Utilizing an incredibly large dataset like the Hyper Suprime-Cam Subaru Strategic Program helped the team reach a clear conclusion. But that’s only part of the story. The novel machine learning tool they used to help determine the size of each individual galaxy also accounted for inherent uncertainties in the measurements of galaxy size.
“One important lesson we had learned prior to this study is that settling this question doesn’t just require surveying large numbers of galaxies,” said Ghosh. “You also need careful statistical analysis. A part of that comes from machine learning tools that can accurately quantify the degree of uncertainty in our measurements of galaxy properties.”
The machine learning tool that they used is called GaMPEN — or Galaxy Morphology Posterior Estimation Network.
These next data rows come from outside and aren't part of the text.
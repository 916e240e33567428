//! Google Gemini client
//!
//! Calls the Generative Language REST API (`models/{model}:generateContent`)
//! with an API key. Requests pass through a governor quota before every
//! attempt, and transient failures are retried per [`RetryPolicy`].

use super::{LlmClient, LlmError, RetryPolicy};
use async_trait::async_trait;
use governor::{DefaultDirectRateLimiter, Quota, RateLimiter};
use serde::{Deserialize, Serialize};
use std::num::NonZeroU32;
use std::time::Duration;

pub const DEFAULT_BASE_URL: &str = "https://generativelanguage.googleapis.com/v1beta";
pub const DEFAULT_MODEL: &str = "gemini-2.5-flash";

/// Gemini client configuration
#[derive(Debug, Clone)]
pub struct GeminiConfig {
    pub api_key: String,
    pub model: String,
    pub base_url: String,
    pub temperature: f32,
    pub max_output_tokens: u32,
    pub timeout: Duration,
    pub requests_per_minute: u32,
    pub retry: RetryPolicy,
}

impl GeminiConfig {
    pub fn new(api_key: impl Into<String>) -> Self {
        Self {
            api_key: api_key.into(),
            model: DEFAULT_MODEL.to_string(),
            base_url: DEFAULT_BASE_URL.to_string(),
            temperature: 0.2,
            max_output_tokens: 2048,
            timeout: Duration::from_secs(120),
            requests_per_minute: 60,
            retry: RetryPolicy::default(),
        }
    }
}

#[derive(Debug, Serialize)]
#[serde(rename_all = "camelCase")]
struct GenerateContentRequest<'a> {
    contents: Vec<RequestContent<'a>>,
    generation_config: GenerationConfig,
}

#[derive(Debug, Serialize)]
struct RequestContent<'a> {
    role: &'static str,
    parts: Vec<RequestPart<'a>>,
}

#[derive(Debug, Serialize)]
struct RequestPart<'a> {
    text: &'a str,
}

#[derive(Debug, Serialize)]
#[serde(rename_all = "camelCase")]
struct GenerationConfig {
    temperature: f32,
    max_output_tokens: u32,
}

#[derive(Debug, Deserialize)]
#[serde(rename_all = "camelCase")]
struct GenerateContentResponse {
    #[serde(default)]
    candidates: Vec<Candidate>,
    #[serde(default)]
    usage_metadata: Option<UsageMetadata>,
}

#[derive(Debug, Deserialize)]
#[serde(rename_all = "camelCase")]
struct Candidate {
    #[serde(default)]
    content: Option<CandidateContent>,
    #[serde(default)]
    finish_reason: Option<String>,
}

#[derive(Debug, Deserialize)]
struct CandidateContent {
    #[serde(default)]
    parts: Vec<CandidatePart>,
}

#[derive(Debug, Deserialize)]
struct CandidatePart {
    #[serde(default)]
    text: Option<String>,
}

#[derive(Debug, Deserialize)]
#[serde(rename_all = "camelCase")]
struct UsageMetadata {
    #[serde(default)]
    prompt_token_count: Option<u32>,
    #[serde(default)]
    candidates_token_count: Option<u32>,
    #[serde(default)]
    total_token_count: Option<u32>,
}

/// Gemini API client
pub struct GeminiClient {
    http_client: reqwest::Client,
    config: GeminiConfig,
    rate_limiter: DefaultDirectRateLimiter,
}

impl GeminiClient {
    pub fn new(config: GeminiConfig) -> Result<Self, LlmError> {
        if config.api_key.trim().is_empty() {
            return Err(LlmError::Config("Gemini API key is empty".to_string()));
        }

        let http_client = reqwest::Client::builder()
            .user_agent(kritikos_common::config::get_user_agent())
            .timeout(config.timeout)
            .build()
            .map_err(|e| LlmError::Config(e.to_string()))?;

        let per_minute = NonZeroU32::new(config.requests_per_minute).unwrap_or(NonZeroU32::MIN);
        let rate_limiter = RateLimiter::direct(Quota::per_minute(per_minute));

        Ok(Self {
            http_client,
            config,
            rate_limiter,
        })
    }

    fn endpoint(&self) -> String {
        format!(
            "{}/models/{}:generateContent",
            self.config.base_url.trim_end_matches('/'),
            self.config.model
        )
    }

    /// One HTTP round trip, no retrying
    async fn generate_once(&self, prompt: &str) -> Result<String, LlmError> {
        self.rate_limiter.until_ready().await;

        let request = GenerateContentRequest {
            contents: vec![RequestContent {
                role: "user",
                parts: vec![RequestPart { text: prompt }],
            }],
            generation_config: GenerationConfig {
                temperature: self.config.temperature,
                max_output_tokens: self.config.max_output_tokens,
            },
        };

        let response = self
            .http_client
            .post(self.endpoint())
            .header("x-goog-api-key", &self.config.api_key)
            .json(&request)
            .send()
            .await
            .map_err(|e| LlmError::Network(e.to_string()))?;

        let status = response.status();
        if status == reqwest::StatusCode::TOO_MANY_REQUESTS {
            let retry_after_secs = response
                .headers()
                .get(reqwest::header::RETRY_AFTER)
                .and_then(|v| v.to_str().ok())
                .and_then(|v| v.trim().parse::<u64>().ok());
            return Err(LlmError::RateLimited { retry_after_secs });
        }
        if !status.is_success() {
            let body = response.text().await.unwrap_or_default();
            return Err(LlmError::Api {
                status: status.as_u16(),
                body,
            });
        }

        let parsed: GenerateContentResponse = response
            .json()
            .await
            .map_err(|e| LlmError::Parse(e.to_string()))?;

        if let Some(usage) = &parsed.usage_metadata {
            tracing::debug!(
                model = %self.config.model,
                prompt_tokens = usage.prompt_token_count.unwrap_or(0),
                output_tokens = usage.candidates_token_count.unwrap_or(0),
                total_tokens = usage.total_token_count.unwrap_or(0),
                "Gemini token usage"
            );
        }

        let candidate = parsed.candidates.into_iter().next().ok_or(LlmError::EmptyResponse)?;
        let text: String = candidate
            .content
            .map(|content| {
                content
                    .parts
                    .into_iter()
                    .filter_map(|part| part.text)
                    .collect::<Vec<_>>()
                    .join("")
            })
            .unwrap_or_default();

        if text.trim().is_empty() {
            tracing::warn!(
                finish_reason = candidate.finish_reason.as_deref().unwrap_or("unknown"),
                "Gemini candidate carried no text"
            );
            return Err(LlmError::EmptyResponse);
        }

        Ok(text)
    }
}

#[async_trait]
impl LlmClient for GeminiClient {
    async fn complete(&self, prompt: &str) -> Result<String, LlmError> {
        self.config
            .retry
            .run("gemini generateContent", || self.generate_once(prompt))
            .await
    }

    fn model_name(&self) -> &str {
        &self.config.model
    }
}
As a doctoral student at Yale, Ghosh led development of GaMPEN, which was unveiled in papers published in 2022 and 2023 in the Astrophysical Journal. The tool is freely available online and could be adapted to analyze other large surveys, said Ghosh.
Though this new study focuses on galaxies, it also forecasts the types of research — centered on complex analyses of incredibly large datasets — that will soon take astronomy by storm. When a generation of new telescopes with powerful cameras, including the Vera C. Rubin Observatory in Chile, come online, they will collect massive amounts of data on the cosmos every night. In anticipation, scientists have been developing new tools like GaMPEN that can utilize these large datasets to answer pressing questions in astrophysics.
“Very soon, large datasets will be the norm in astronomy,” said Ghosh. “This study is a perfect demonstration of what you can do with them — when you have the right tools.”
Co-authors on the study are Meg Urry, professor of physics and of astronomy at Yale; Meredith Powell, a research fellow with the Leibniz Institute; Rhythm Shimakawa, associate professor at Waseda University; Frank van den Bosch, a Yale professor of astronomy; Daisuke Nagai, professor of physics and of astronomy at Yale; Kaustav Mitra, a doctoral student at Yale; and Andrew Connolly, professor of astronomy at the UW and faculty member in the DiRAC Institute and the eScience Institute. The research was funded by NASA, the Yale Graduate School of Arts & Sciences, the John Templeton Foundation, the Charles and Lisa Simonyi Fund for Arts and Sciences, the Washington Research Foundation and the UW eScience Institute.